Городецкий на это сразу откликнулся письмом:
«Дорогой Николай, я приду сегодня в Кинши, но сначала ты должен выслушать возражения на „тона“ твоего письма, действительно неверные. 1. Союз для меня равняется дружбе, и потому то, что тебе кажется передержкой, есть только идеализация наших отношений. 2. „Твои“ никого и ничем не оскорбляет, смею тебя уверить. Мы с тобой не раз делили Цех на твоих и моих — вспомни. 3. От акмеизма ты сам уходишь, заявляя, что он не школа; так же и из Цеха, говоря, что он погиб. Я только требую соответствия между образом мыслей и поступками. Слово „предательство“ ты не имел права употреблять даже в сослагательном наклонении. 4. Объяснений я требовал не раз насчет „Гиперборея“. Ты совершенно напрасно отделывался шутками. Ответственным считаю тебя, потому что дело было решено твоим, без моего ведома, попустительством. Никаких других оснований, кроме затронутых вчерашним разговором, у меня не было. О моем личном к тебе чувстве распространяться не считаю уместным даже в ответ на обвинение в неприязни. А выставлять меня политиканом (твое Р. S.) значит или не знать меня, или шутить неуместно. Надеюсь, ты теперь согласишься, что „тон“ моих писем вполне приемлем и акмеистичен. С. Г.».

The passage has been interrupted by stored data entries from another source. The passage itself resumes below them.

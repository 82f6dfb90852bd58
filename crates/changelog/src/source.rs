//! Collaborator boundary for commit history and pull request data.
//!
//! The generator never talks to git or a code host directly. It consumes:
//! - a [`HistorySource`], which lists commits between two revisions
//! - a [`PullRequestSource`], which correlates commit hashes with pull requests
//!
//! [`crate::git::GitHistory`] reads history from a local repository.
//! [`StaticHistory`] serves commits that were read earlier.
//! [`TitleReferences`] and [`StaticPullRequests`] are offline correlators.

use crate::commit::{PrMetadata, RawCommit};
use crate::error::{Error, Result};
use crate::static_regex;
use async_trait::async_trait;
use regex::Regex;
use std::collections::HashMap;
use std::path::Path;
use std::sync::LazyLock;

/// Maximum number of hashes sent to a [`PullRequestSource`] in one call.
pub const DEFAULT_CHUNK_SIZE: usize = 50;

/// Source of commit history.
#[async_trait]
pub trait HistorySource: Send + Sync {
    /// List commits after `from` up to `to` (HEAD when `None`).
    ///
    /// Commits are returned newest first, without merge commits.
    async fn commits(&self, from: &str, to: Option<&str>) -> Result<Vec<RawCommit>>;
}

/// Source of pull request data keyed by commit hash.
#[async_trait]
pub trait PullRequestSource: Send + Sync {
    /// Look up pull request data for each hash.
    ///
    /// A `None` value means the commit is known but has no pull request.
    /// Hashes absent from the map were not found at all.
    async fn fetch(&self, hashes: &[String]) -> Result<HashMap<String, Option<PrMetadata>>>;
}

/// History backed by a fixed, newest-first list of commits.
///
/// The requested range is ignored. Useful when the commits were already read,
/// for example to build a [`TitleReferences`] correlator first.
#[derive(Debug, Clone, Default)]
pub struct StaticHistory {
    commits: Vec<RawCommit>,
}

impl StaticHistory {
    /// Create a history from commits ordered newest first.
    #[must_use]
    pub const fn new(commits: Vec<RawCommit>) -> Self {
        Self { commits }
    }
}

#[async_trait]
impl HistorySource for StaticHistory {
    async fn commits(&self, _from: &str, _to: Option<&str>) -> Result<Vec<RawCommit>> {
        Ok(self.commits.clone())
    }
}

static PR_REFERENCE: LazyLock<Regex> = LazyLock::new(|| static_regex(r"\(#(\d+)\)\s*$"));

/// Correlator that reads the pull request number from a `(#123)` title suffix.
///
/// Squash merges on most code hosts append this suffix, so this works without
/// network access. Authors, labels and bodies stay unknown.
pub struct TitleReferences {
    titles: HashMap<String, String>,
}

impl TitleReferences {
    /// Build a correlator over the given commits.
    #[must_use]
    pub fn new(commits: &[RawCommit]) -> Self {
        Self {
            titles: commits
                .iter()
                .map(|c| (c.hash.clone(), c.title.clone()))
                .collect(),
        }
    }

    /// Extract the pull request number from a title suffix.
    #[must_use]
    pub fn pr_number(title: &str) -> Option<u64> {
        PR_REFERENCE
            .captures(title)
            .and_then(|caps| caps.get(1))
            .and_then(|m| m.as_str().parse().ok())
    }
}

#[async_trait]
impl PullRequestSource for TitleReferences {
    async fn fetch(&self, hashes: &[String]) -> Result<HashMap<String, Option<PrMetadata>>> {
        Ok(hashes
            .iter()
            .filter_map(|hash| {
                let title = self.titles.get(hash)?;
                Some((
                    hash.clone(),
                    Self::pr_number(title).map(PrMetadata::pull_request),
                ))
            })
            .collect())
    }
}

/// Correlator backed by a fixed map, e.g. exported pull request data.
#[derive(Debug, Clone, Default)]
pub struct StaticPullRequests {
    entries: HashMap<String, PrMetadata>,
}

impl StaticPullRequests {
    /// Create a correlator from a hash-to-metadata map.
    #[must_use]
    pub const fn new(entries: HashMap<String, PrMetadata>) -> Self {
        Self { entries }
    }

    /// Add or replace the metadata of one commit.
    #[must_use]
    pub fn with(mut self, hash: impl Into<String>, meta: PrMetadata) -> Self {
        self.entries.insert(hash.into(), meta);
        self
    }

    /// Load a JSON object mapping commit hashes to metadata.
    ///
    /// # Errors
    ///
    /// Returns an error if the file cannot be read or is not valid JSON.
    pub async fn from_json_file(path: &Path) -> Result<Self> {
        let content = tokio::fs::read_to_string(path).await.map_err(|e| {
            Error::changelog_io_with_source(
                format!("Failed to read pull request data: {}", path.display()),
                Some(path.to_path_buf()),
                e,
            )
        })?;
        Ok(Self::new(serde_json::from_str(&content)?))
    }
}

#[async_trait]
impl PullRequestSource for StaticPullRequests {
    async fn fetch(&self, hashes: &[String]) -> Result<HashMap<String, Option<PrMetadata>>> {
        Ok(hashes
            .iter()
            .map(|hash| (hash.clone(), self.entries.get(hash).cloned()))
            .collect())
    }
}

Встреча в ресторане состоялась, было заключено «перемирие». 25 апреля на заседании Литературного общества с докладами об акмеизме выступили Гумилев, Городецкий, Мандельштам и Зенкевич. Городецкий опубликовал отзыв на «Эмали и камеи» в переводе Гумилева. Но Цех Поэтов, получивший в дальнейшем название «Первый», все же прекратил существование.
ГЛАВА VIII
Экспедиция в страну черных христиан
Прошло всего два года со дня возвращения Гумилева из Абиссинии, и его опять позвала Муза Дальних Странствий. Жажда новых путешествий, новых приключений постоянно томила поэта. Не эта ли неуемная жажда владела странствующими рыцарями, отправлявшимися то на освобождение Гроба Господня, то на поиски Эльдорадо?
Гумилев спешил оставить свой след — в поэзии, в ратных подвигах. Спешил, словно предвидел близкую гибель.
Бездействие, пошлые разговоры и взаимные интриги петербургской богемы раздражали поэта. Там настоящее бесстрашие, героизм, честь и глубокая вера высмеивались, как архаические предрассудки. Видя и понимая это, Гумилев писал:
Ему хотелось активной деятельности: открыть африканские неведомые реки, озера, неизвестные племена, а может быть, и древний город. «У меня есть мечта, — писал он, — живучая, при всей трудности ее выполнения. Пройти с юга на север Данакильскую пустыню, лежащую между Абиссинией и Красным морем, исследовать нижнее течение реки Гаваша, узнать расселенные там неизвестные загадочные племена. Номинально они находятся под властью абиссинского правительства, фактически свободны. И так как все они принадлежат к одному племени данакилей, довольно способному, хотя очень свирепому, их можно объединить и, найдя выход к морю, цивилизовать или, по крайней мере, арабизировать. В семье народов прибавится еще один сочлен. А выход к морю есть. Это — Рагейта, маленький независимый султанат, к северу от Обока. Один русский искатель приключений — в России их не меньше, чем где бы то ни было, — совсем было приобрел его для русского правительства. Но наше министерство иностранных дел ему отказало».